■ PROBLEM STATEMENT ■
Each record should be given back exactly, with none missing.

■ TASK MATERIAL ■
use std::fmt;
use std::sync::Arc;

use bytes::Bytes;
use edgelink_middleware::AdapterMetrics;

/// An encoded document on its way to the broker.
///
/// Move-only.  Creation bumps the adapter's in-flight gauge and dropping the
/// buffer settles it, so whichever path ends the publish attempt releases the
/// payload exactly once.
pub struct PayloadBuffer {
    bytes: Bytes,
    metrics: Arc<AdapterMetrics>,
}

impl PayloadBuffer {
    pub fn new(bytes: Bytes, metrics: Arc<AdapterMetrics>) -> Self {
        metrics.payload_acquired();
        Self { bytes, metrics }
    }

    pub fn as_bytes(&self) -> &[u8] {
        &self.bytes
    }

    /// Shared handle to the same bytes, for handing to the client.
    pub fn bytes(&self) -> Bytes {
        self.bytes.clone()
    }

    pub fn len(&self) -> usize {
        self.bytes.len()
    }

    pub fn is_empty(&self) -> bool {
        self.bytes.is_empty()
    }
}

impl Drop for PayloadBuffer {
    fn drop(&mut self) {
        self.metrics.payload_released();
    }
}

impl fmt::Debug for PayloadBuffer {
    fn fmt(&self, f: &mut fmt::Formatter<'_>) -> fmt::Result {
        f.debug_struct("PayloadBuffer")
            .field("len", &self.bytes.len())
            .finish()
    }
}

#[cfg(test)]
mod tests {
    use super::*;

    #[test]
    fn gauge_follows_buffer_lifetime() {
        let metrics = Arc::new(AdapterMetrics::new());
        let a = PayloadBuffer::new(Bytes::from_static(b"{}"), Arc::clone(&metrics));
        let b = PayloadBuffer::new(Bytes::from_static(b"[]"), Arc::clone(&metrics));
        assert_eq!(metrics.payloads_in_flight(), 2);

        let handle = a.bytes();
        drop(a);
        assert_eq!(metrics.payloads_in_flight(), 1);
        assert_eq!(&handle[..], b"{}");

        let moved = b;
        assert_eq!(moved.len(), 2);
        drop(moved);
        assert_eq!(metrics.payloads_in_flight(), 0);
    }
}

■ ANSWER SECTION ■
use std::fmt;
use std::sync::Arc;

use bytes::Bytes;
use edgelink_middleware::AdapterMetrics;

/// An encoded document on its way to the broker.
///
/// Move-only.  Creation bumps the adapter's in-flight gauge and dropping the
/// buffer settles it, so whichever path ends the publish attempt releases the
/// payload exactly once.
pub struct PayloadBuffer {
    bytes: Bytes,
    metrics: Arc<AdapterMetrics>,
}

impl PayloadBuffer {
    pub fn new(bytes: Bytes, metrics: Arc<AdapterMetrics>) -> Self {
        metrics.payload_acquired();
        Self { bytes, metrics }
    }

    pub fn as_bytes(&self) -> &[u8] {
        &self.bytes
    }

    /// Shared handle to the same bytes, for handing to the client.
    pub fn bytes(&self) -> Bytes {
        self.bytes.clone()
    }

    pub fn len(&self) -> usize {
        self.bytes.len()
    }

    pub fn is_empty(&self) -> bool {
        self.bytes.is_empty()
    }
}

impl Drop for PayloadBuffer {
    fn drop(&mut self) {
        self.metrics.payload_released();
    }
}

impl fmt::Debug for PayloadBuffer {
    fn fmt(&self, f: &mut fmt::Formatter<'_>) -> fmt::Result {
        f.debug_struct("PayloadBuffer")
            .field("len", &self.bytes.len())
            .finish()
    }
}

#[cfg(test)]
mod tests {
    use super::*;

    #[test]
    fn gauge_follows_buffer_lifetime() {
        let metrics = Arc::new(AdapterMetrics::new());
        let a = PayloadBuffer::new(Bytes::from_static(b"{}"), Arc::clone(&metrics));
        let b = PayloadBuffer::new(Bytes::from_static(b"[]"), Arc::clone(&metrics));
        assert_eq!(metrics.payloads_in_flight(), 2);

        let handle = a.bytes();
        drop(a);
        assert_eq!(metrics.payloads_in_flight(), 1);
        assert_eq!(&handle[..], b"{}");

        let moved = b;
        assert_eq!(moved.len(), 2);
        drop(moved);
        assert_eq!(metrics.payloads_in_flight(), 0);
    }
}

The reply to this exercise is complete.